The Council of the European Union, which includes 27 countries, unanimously approved the draft law on the regulation of the market of crypto-assets (MiCA). Member States also approved new measures to combat money laundering.
The draft law on comprehensive regulation of the crypto industry, adopted on April 20, requires companies to obtain a license to work in a block of countries, and stablecoin issuers to have backup.
“Today we are making good on our promise to start regulating the cryptocurrency sector. Recent events have confirmed the need to introduce rules that will protect Europeans who have invested in digital assets and prevent misuse of the technology for money laundering and terrorist financing,” said the head of Sweden’s finance ministry, Elisabeth Svantesson, in a statement.

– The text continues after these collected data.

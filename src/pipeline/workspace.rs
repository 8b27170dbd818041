//! Per-request scratch namespace inside the shared scratch directory.
//!
//! Requests do not get their own directory. They share one process-wide
//! scratch directory and are partitioned by a unique token that prefixes
//! every file name they create (`<token>_<label>.<ext>`). Cleanup removes
//! every entry carrying that prefix, so a tool that writes an unexpected
//! name next to its input is swept as well, as long as it kept the prefix.
//!
//! Cleanup runs from [`Workspace::close`] on the normal path and from `Drop`
//! on every other path (early `?` return, panic, cancelled task). Failures
//! to delete are logged and never raised.

use crate::error::ConversionError;
use chrono::Utc;
use std::path::{Path, PathBuf};
use tracing::{debug, warn};
use uuid::Uuid;

/// Scoped scratch-file context for one request.
#[derive(Debug)]
pub struct Workspace {
    dir: PathBuf,
    token: String,
    swept: bool,
}

/// Timestamp plus 12 hex characters of a random UUID.
pub fn new_token() -> String {
    let random = Uuid::new_v4().simple().to_string();
    format!("{}_{}", Utc::now().format("%Y%m%d%H%M%S%3f"), &random[..12])
}

impl Workspace {
    /// Ensure the scratch directory exists and is writable, then reserve a token.
    ///
    /// Safe to call concurrently for the same directory.
    pub async fn create(root: &Path) -> Result<Self, ConversionError> {
        let dir = std::path::absolute(root).unwrap_or_else(|_| root.to_path_buf());
        let scratch_err = |source: std::io::Error| ConversionError::Scratch {
            path: dir.clone(),
            source,
        };

        tokio::fs::create_dir_all(&dir).await.map_err(scratch_err)?;
        set_world_writable(&dir).await;

        let token = new_token();
        let probe = dir.join(format!("{token}_probe"));
        tokio::fs::write(&probe, b"").await.map_err(scratch_err)?;
        let _ = tokio::fs::remove_file(&probe).await;

        debug!("workspace {} in {}", token, dir.display());
        Ok(Self {
            dir,
            token,
            swept: false,
        })
    }

    pub fn token(&self) -> &str {
        &self.token
    }

    pub fn dir(&self) -> &Path {
        &self.dir
    }

    /// `<dir>/<token>_<label>.<ext>`
    pub fn path(&self, label: &str, ext: &str) -> PathBuf {
        self.dir.join(format!("{}_{label}.{ext}", self.token))
    }

    /// `<dir>/<token>_<label>`, for tools that need a directory of their own.
    pub fn subdir(&self, label: &str) -> PathBuf {
        self.dir.join(format!("{}_{label}", self.token))
    }

    /// Write the request's source bytes to `<token>_input.<ext>`.
    pub async fn write_input(&self, bytes: &[u8], ext: &str) -> Result<PathBuf, ConversionError> {
        let path = self.path("input", ext);
        tokio::fs::write(&path, bytes)
            .await
            .map_err(|source| ConversionError::Scratch {
                path: self.dir.clone(),
                source,
            })?;
        Ok(path)
    }

    /// Best-effort unlink of one path. Missing files are not an error.
    pub async fn remove(&self, path: &Path) {
        match tokio::fs::remove_file(path).await {
            Ok(()) => {}
            Err(e) if e.kind() == std::io::ErrorKind::NotFound => {}
            Err(e) => warn!("could not remove scratch file {}: {}", path.display(), e),
        }
    }

    /// Sweep every entry carrying this workspace's token.
    pub async fn close(mut self) {
        self.swept = true;
        let dir = self.dir.clone();
        let token = self.token.clone();
        if let Err(e) = tokio::task::spawn_blocking(move || sweep(&dir, &token)).await {
            warn!("scratch cleanup task failed: {}", e);
        }
    }
}

impl Drop for Workspace {
    fn drop(&mut self) {
        if self.swept {
            return;
        }
        let dir = self.dir.clone();
        let token = std::mem::take(&mut self.token);
        match tokio::runtime::Handle::try_current() {
            Ok(handle) => {
                handle.spawn_blocking(move || sweep(&dir, &token));
            }
            Err(_) => sweep(&dir, &token),
        }
    }
}

/// Remove every entry of `dir` whose name starts with `token`.
fn sweep(dir: &Path, token: &str) {
    if token.is_empty() {
        return;
    }
    let entries = match std::fs::read_dir(dir) {
        Ok(entries) => entries,
        Err(e) => {
            warn!("could not list scratch dir {}: {}", dir.display(), e);
            return;
        }
    };
    let mut removed = 0usize;
    for entry in entries.flatten() {
        if !entry.file_name().to_string_lossy().starts_with(token) {
            continue;
        }
        let path = entry.path();
        let is_dir = entry.file_type().map(|t| t.is_dir()).unwrap_or(false);
        let res = if is_dir {
            std::fs::remove_dir_all(&path)
        } else {
            std::fs::remove_file(&path)
        };
        match res {
            Ok(()) => removed += 1,
            Err(e) if e.kind() == std::io::ErrorKind::NotFound => {}
            Err(e) => warn!("could not remove scratch entry {}: {}", path.display(), e),
        }
    }
    debug!("workspace {} swept ({} entries)", token, removed);
}

#[cfg(unix)]
async fn set_world_writable(dir: &Path) {
    use std::os::unix::fs::PermissionsExt;
    // Only possible for the owner; other users' directories are left alone.
    let _ = tokio::fs::set_permissions(dir, std::fs::Permissions::from_mode(0o777)).await;
}

#[cfg(not(unix))]
async fn set_world_writable(_dir: &Path) {}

In addition to MiCA, the Council of the EU agreed bill on tax reporting for crypto firms. Document obligates companies to provide state authorities with information about their customers’ balances. The initiative has not yet become an official law — it requires the approval of the European Parliament.
The Vice-President for the Economy of the European Union, Valdis Dombrovskis, said that the proposal would help to “collect taxes more effectively and keep pace with developing technologies.”
“Crypto-assets and electronic money have great potential to stimulate the economy and innovation, but they also carry risks of reduced transparency and tax evasion or fraud,” he added.